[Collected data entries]
use crate::{DynamicArray, MemoryProvider, Result};

/// Element and capacity operations shared by the typed dynamic array flavors.
///
/// Both [`DynamicArray`] and [`SharedDynamicArray`][crate::SharedDynamicArray] implement this
/// trait, so code that fills or drains an array can be written once for either flavor. Values
/// are read by copy, which is the only form of access both flavors can offer.
///
/// # Example
///
/// ```
/// use dynamic_array::{ArrayAccess, DynamicArray, Result};
///
/// fn fill(array: &mut impl ArrayAccess<u32>, count: u32) -> Result<()> {
///     for value in 0..count {
///         array.push(value)?;
///     }
///
///     Ok(())
/// }
///
/// let mut array = DynamicArray::<u32>::new()?;
/// fill(&mut array, 20)?;
///
/// assert_eq!(array.read(19)?, 19);
/// assert_eq!(ArrayAccess::capacity(&array), 30);
/// # Ok::<(), dynamic_array::Error>(())
/// ```
pub trait ArrayAccess<T: Copy> {
    /// Number of live elements.
    fn len(&self) -> usize;

    /// Whether the array has no live elements.
    fn is_empty(&self) -> bool {
        self.len() == 0
    }

    /// Number of elements the buffer can hold without reallocating.
    fn capacity(&self) -> usize;

    /// Removes all elements without changing the capacity.
    fn clear(&mut self);

    /// Reallocates the buffer to hold exactly `capacity` elements.
    fn reserve(&mut self, capacity: usize) -> Result<()>;

    /// Doubles the capacity `doublings` times.
    fn expand(&mut self, doublings: u32) -> Result<()>;

    /// Halves the capacity up to `halvings` times without going below `max(len, 1)`.
    fn shrink(&mut self, halvings: u32) -> Result<()>;

    /// Reallocates the buffer to hold exactly `max(len, 1)` elements.
    fn shrink_to_fit(&mut self) -> Result<()>;

    /// Appends a value.
    fn push(&mut self, value: T) -> Result<()>;

    /// Removes and returns the last value, or `None` if the array is empty.
    fn pop(&mut self) -> Result<Option<T>>;

    /// Overwrites the slot at `index`, which may be any slot within the capacity.
    fn set(&mut self, index: usize, value: T) -> Result<()>;

    /// Inserts a value at `index`, shifting later values to the right.
    fn insert(&mut self, index: usize, value: T) -> Result<()>;

    /// Removes the value at `index`, shifting later values to the left.
    fn remove(&mut self, index: usize) -> Result<()>;

    /// Returns a copy of the value at `index`.
    fn read(&self, index: usize) -> Result<T>;
}

impl<T: Copy, M: MemoryProvider> ArrayAccess<T> for DynamicArray<T, M> {
    #[inline]
    fn len(&self) -> usize {
        Self::len(self)
    }

    #[inline]
    fn is_empty(&self) -> bool {
        Self::is_empty(self)
    }

    #[inline]
    fn capacity(&self) -> usize {
        Self::capacity(self)
    }

    #[inline]
    fn clear(&mut self) {
        Self::clear(self);
    }

    #[inline]
    fn reserve(&mut self, capacity: usize) -> Result<()> {
        Self::reserve(self, capacity)
    }

    #[inline]
    fn expand(&mut self, doublings: u32) -> Result<()> {
        Self::expand(self, doublings)
    }

    #[inline]
    fn shrink(&mut self, halvings: u32) -> Result<()> {
        Self::shrink(self, halvings)
    }

    #[inline]
    fn shrink_to_fit(&mut self) -> Result<()> {
        Self::shrink_to_fit(self)
    }

    #[inline]
    fn push(&mut self, value: T) -> Result<()> {
        Self::push(self, value)
    }

    #[inline]
    fn pop(&mut self) -> Result<Option<T>> {
        Self::pop(self)
    }

    #[inline]
    fn set(&mut self, index: usize, value: T) -> Result<()> {
        Self::set(self, index, value)
    }

    #[inline]
    fn insert(&mut self, index: usize, value: T) -> Result<()> {
        Self::insert(self, index, value)
    }

    #[inline]
    fn remove(&mut self, index: usize) -> Result<()> {
        Self::remove(self, index)
    }

    #[inline]
    fn read(&self, index: usize) -> Result<T> {
        self.get(index).copied()
    }
}
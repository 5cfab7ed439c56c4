use thiserror::Error;

/// Errors returned by the operations of the dynamic array types.
///
/// Every failed operation leaves the container exactly as it was before the call.
#[derive(Clone, Copy, Debug, Error, Eq, PartialEq)]
#[non_exhaustive]
pub enum Error {
    /// Generic failure. Reserved; no current operation returns it.
    #[error("the operation failed")]
    Failure,

    /// The memory provider could not satisfy an allocation or reallocation, or the requested
    /// size does not fit in the address space.
    #[error("failed to allocate {requested_bytes} bytes")]
    OutOfMemory {
        /// Size of the allocation that was attempted. Saturates at `usize::MAX` if the size
        /// calculation itself overflowed.
        requested_bytes: usize,
    },

    /// The call is structurally invalid, e.g. the buffer has been released, the element has
    /// the wrong size or a requested capacity is below the element count.
    #[error("invalid argument: {reason}")]
    InvalidArgument {
        /// A human-readable description of the problem.
        reason: &'static str,
    },

    /// The index is outside the range accepted by the operation.
    #[error("index {index} is out of range (must be less than {bound})")]
    IndexOutOfRange {
        /// The index supplied by the caller.
        index: usize,

        /// The exclusive upper bound the index was checked against.
        bound: usize,
    },
}

impl Error {
    /// Result code reported for a successful operation.
    ///
    /// Successful operations return `Ok`, so this value never appears in an [`Error`]. It is
    /// exposed to complete the numeric code table for callers that forward codes elsewhere.
    pub const SUCCESS_CODE: u8 = 0;

    /// Returns the stable numeric result code of this error.
    ///
    /// | Error                | Code |
    /// |----------------------|------|
    /// | `Failure`            | 1    |
    /// | `OutOfMemory`        | 2    |
    /// | `InvalidArgument`    | 3    |
    /// | `IndexOutOfRange`    | 4    |
    ///
    /// # Example
    ///
    /// ```
    /// use dynamic_array::{DynamicArray, Error};
    ///
    /// let array = DynamicArray::<u32>::new().unwrap();
    /// let error = array.get(0).unwrap_err();
    ///
    /// assert_eq!(error.code(), 4);
    /// assert_ne!(error.code(), Error::SUCCESS_CODE);
    /// ```
    #[must_use]
    pub fn code(&self) -> u8 {
        match self {
            Self::Failure => 1,
            Self::OutOfMemory { .. } => 2,
            Self::InvalidArgument { .. } => 3,
            Self::IndexOutOfRange { .. } => 4,
        }
    }
}

/// A specialized `Result` type for dynamic array operations, returning the crate's
/// [`Error`] type as the error value.
pub type Result<T> = std::result::Result<T, Error>;
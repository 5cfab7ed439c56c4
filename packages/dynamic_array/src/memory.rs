use std::alloc::{Layout, alloc, dealloc, realloc};
use std::ptr::NonNull;
use std::sync::Arc;
#[cfg(test)]
use std::sync::atomic::{AtomicBool, AtomicUsize, Ordering};

/// Source of the memory that backs the element buffer of a dynamic array.
///
/// The container treats the provider as an opaque service: it asks for a block, asks for that
/// block to be resized and eventually hands it back. Failure is reported by returning `None`,
/// which the container turns into [`Error::OutOfMemory`][crate::Error::OutOfMemory] while
/// keeping its previous buffer.
///
/// Most code uses [`SystemMemory`], the default, which forwards to the global allocator.
/// Custom providers are mostly useful for injecting allocation failures in tests.
///
/// # Safety
///
/// Implementations must behave like the global allocator primitives they stand in for:
///
/// * A block returned by `allocate()` or `reallocate()` must be valid for reads and writes of
///   the requested size and aligned to the requested alignment, and must stay valid until it
///   is passed to `reallocate()` or `deallocate()`.
/// * If `reallocate()` returns `None`, the original block must remain valid and unchanged.
/// * If `reallocate()` returns a block, the first `min(old size, new size)` bytes must hold the
///   contents of the original block and the original block must no longer be used.
pub unsafe trait MemoryProvider {
    /// Allocates a block of memory for the given non-zero-sized layout.
    fn allocate(&self, layout: Layout) -> Option<NonNull<u8>>;

    /// Resizes a block previously returned by this provider, preserving its contents.
    ///
    /// # Safety
    ///
    /// `ptr` must have been returned by this provider for `old_layout` and not yet released.
    /// `new_size` must be non-zero and, rounded up to `old_layout.align()`, must not exceed
    /// `isize::MAX`.
    unsafe fn reallocate(
        &self,
        ptr: NonNull<u8>,
        old_layout: Layout,
        new_size: usize,
    ) -> Option<NonNull<u8>>;

    /// Releases a block previously returned by this provider.
    ///
    /// # Safety
    ///
    /// `ptr` must have been returned by this provider for `layout` and not yet released.
    unsafe fn deallocate(&self, ptr: NonNull<u8>, layout: Layout);
}

/// The default [`MemoryProvider`], backed by the global allocator.
#[derive(Clone, Copy, Debug, Default, Eq, PartialEq)]
#[expect(
    clippy::exhaustive_structs,
    reason = "stateless marker that callers construct directly"
)]
pub struct SystemMemory;

// SAFETY: We forward to the global allocator, which upholds the same contract.
unsafe impl MemoryProvider for SystemMemory {
    fn allocate(&self, layout: Layout) -> Option<NonNull<u8>> {
        debug_assert!(layout.size() > 0);

        // SAFETY: The container never requests zero-sized blocks.
        NonNull::new(unsafe { alloc(layout) })
    }

    unsafe fn reallocate(
        &self,
        ptr: NonNull<u8>,
        old_layout: Layout,
        new_size: usize,
    ) -> Option<NonNull<u8>> {
        // SAFETY: Forwarding safety requirements to the caller.
        NonNull::new(unsafe { realloc(ptr.as_ptr(), old_layout, new_size) })
    }

    unsafe fn deallocate(&self, ptr: NonNull<u8>, layout: Layout) {
        // SAFETY: Forwarding safety requirements to the caller.
        unsafe {
            dealloc(ptr.as_ptr(), layout);
        }
    }
}

// SAFETY: Forwarding to a provider that upholds the contract.
unsafe impl<P: MemoryProvider + ?Sized> MemoryProvider for &P {
    fn allocate(&self, layout: Layout) -> Option<NonNull<u8>> {
        (**self).allocate(layout)
    }

    unsafe fn reallocate(
        &self,
        ptr: NonNull<u8>,
        old_layout: Layout,
        new_size: usize,
    ) -> Option<NonNull<u8>> {
        // SAFETY: Forwarding safety requirements to the caller.
        unsafe { (**self).reallocate(ptr, old_layout, new_size) }
    }

    unsafe fn deallocate(&self, ptr: NonNull<u8>, layout: Layout) {
        // SAFETY: Forwarding safety requirements to the caller.
        unsafe {
            (**self).deallocate(ptr, layout);
        }
    }
}

// SAFETY: Forwarding to a provider that upholds the contract.
unsafe impl<P: MemoryProvider + ?Sized> MemoryProvider for Arc<P> {
    fn allocate(&self, layout: Layout) -> Option<NonNull<u8>> {
        (**self).allocate(layout)
    }

    unsafe fn reallocate(
        &self,
        ptr: NonNull<u8>,
        old_layout: Layout,
        new_size: usize,
    ) -> Option<NonNull<u8>> {
        // SAFETY: Forwarding safety requirements to the caller.
        unsafe { (**self).reallocate(ptr, old_layout, new_size) }
    }

    unsafe fn deallocate(&self, ptr: NonNull<u8>, layout: Layout) {
        // SAFETY: Forwarding safety requirements to the caller.
        unsafe {
            (**self).deallocate(ptr, layout);
        }
    }
}

/// Memory provider for tests that can be switched into a failing mode and counts calls.
#[cfg(test)]
#[derive(Debug, Default)]
pub(crate) struct FailingMemory {
    failing: AtomicBool,
    allocations: AtomicUsize,
    reallocations: AtomicUsize,
}

#[cfg(test)]
impl FailingMemory {
    pub(crate) fn new() -> Self {
        Self::default()
    }

    /// Every allocation and reallocation fails until `allow()` is called.
    pub(crate) fn fail(&self) {
        self.failing.store(true, Ordering::Relaxed);
    }

    pub(crate) fn allow(&self) {
        self.failing.store(false, Ordering::Relaxed);
    }

    /// Number of `allocate()` calls, failed ones included.
    pub(crate) fn allocations(&self) -> usize {
        self.allocations.load(Ordering::Relaxed)
    }

    /// Number of `reallocate()` calls, failed ones included.
    pub(crate) fn reallocations(&self) -> usize {
        self.reallocations.load(Ordering::Relaxed)
    }

    fn is_failing(&self) -> bool {
        self.failing.load(Ordering::Relaxed)
    }
}

// SAFETY: Forwards to SystemMemory, only ever adding failures.
#[cfg(test)]
unsafe impl MemoryProvider for FailingMemory {
    fn allocate(&self, layout: Layout) -> Option<NonNull<u8>> {
        self.allocations.fetch_add(1, Ordering::Relaxed);

        if self.is_failing() {
            return None;
        }

        SystemMemory.allocate(layout)
    }

    unsafe fn reallocate(
        &self,
        ptr: NonNull<u8>,
        old_layout: Layout,
        new_size: usize,
    ) -> Option<NonNull<u8>> {
        self.reallocations.fetch_add(1, Ordering::Relaxed);

        if self.is_failing() {
            return None;
        }

        // SAFETY: Forwarding safety requirements to the caller.
        unsafe { SystemMemory.reallocate(ptr, old_layout, new_size) }
    }

    unsafe fn deallocate(&self, ptr: NonNull<u8>, layout: Layout) {
        // SAFETY: Forwarding safety requirements to the caller.
        unsafe {
            SystemMemory.deallocate(ptr, layout);
        }
    }
}

#[cfg(test)]
#[cfg_attr(coverage_nightly, coverage(off))]
mod tests {
    use std::fmt::Debug;

    use static_assertions::assert_impl_all;

    use super::*;

    assert_impl_all!(SystemMemory: Send, Sync, Copy, Debug, MemoryProvider);
    assert_impl_all!(Arc<FailingMemory>: Send, Sync, MemoryProvider);

    #[test]
    fn system_memory_round_trip() {
        let layout = Layout::array::<u64>(4).unwrap();
        let ptr = SystemMemory.allocate(layout).unwrap();

        // SAFETY: The block is valid for 4 u64 writes.
        unsafe {
            ptr.cast::<u64>().write(0x1234);
        }

        // SAFETY: The block came from SystemMemory with this layout.
        let grown = unsafe { SystemMemory.reallocate(ptr, layout, layout.size().checked_mul(2).unwrap()) }.unwrap();

        // SAFETY: Contents are preserved across reallocation.
        assert_eq!(unsafe { grown.cast::<u64>().read() }, 0x1234);

        let grown_layout = Layout::array::<u64>(8).unwrap();

        // SAFETY: The block came from SystemMemory with this layout.
        unsafe {
            SystemMemory.deallocate(grown, grown_layout);
        }
    }

    #[test]
    fn failing_memory_counts_and_fails() {
        let memory = FailingMemory::new();
        let layout = Layout::new::<u32>();

        let ptr = memory.allocate(layout).unwrap();
        assert_eq!(memory.allocations(), 1);

        memory.fail();
        assert!(memory.allocate(layout).is_none());
        assert_eq!(memory.allocations(), 2);

        // SAFETY: The block came from this provider with this layout.
        assert!(unsafe { memory.reallocate(ptr, layout, 8) }.is_none());
        assert_eq!(memory.reallocations(), 1);

        memory.allow();

        // SAFETY: A failed reallocation leaves the original block intact.
        unsafe {
            memory.deallocate(ptr, layout);
        }
    }
}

## WHAT NEEDS TO BE DONE
Stop after the line containing "fn capacity(&self) -> usize;": print exactly the lines from the start of the entries above up to it, that line included.

## COMPLETED EXERCISE
use crate::{DynamicArray, MemoryProvider, Result};

/// Element and capacity operations shared by the typed dynamic array flavors.
///
/// Both [`DynamicArray`] and [`SharedDynamicArray`][crate::SharedDynamicArray] implement this
/// trait, so code that fills or drains an array can be written once for either flavor. Values
/// are read by copy, which is the only form of access both flavors can offer.
///
/// # Example
///
/// ```
/// use dynamic_array::{ArrayAccess, DynamicArray, Result};
///
/// fn fill(array: &mut impl ArrayAccess<u32>, count: u32) -> Result<()> {
///     for value in 0..count {
///         array.push(value)?;
///     }
///
///     Ok(())
/// }
///
/// let mut array = DynamicArray::<u32>::new()?;
/// fill(&mut array, 20)?;
///
/// assert_eq!(array.read(19)?, 19);
/// assert_eq!(ArrayAccess::capacity(&array), 30);
/// # Ok::<(), dynamic_array::Error>(())
/// ```
pub trait ArrayAccess<T: Copy> {
    /// Number of live elements.
    fn len(&self) -> usize;

    /// Whether the array has no live elements.
    fn is_empty(&self) -> bool {
        self.len() == 0
    }

    /// Number of elements the buffer can hold without reallocating.
    fn capacity(&self) -> usize;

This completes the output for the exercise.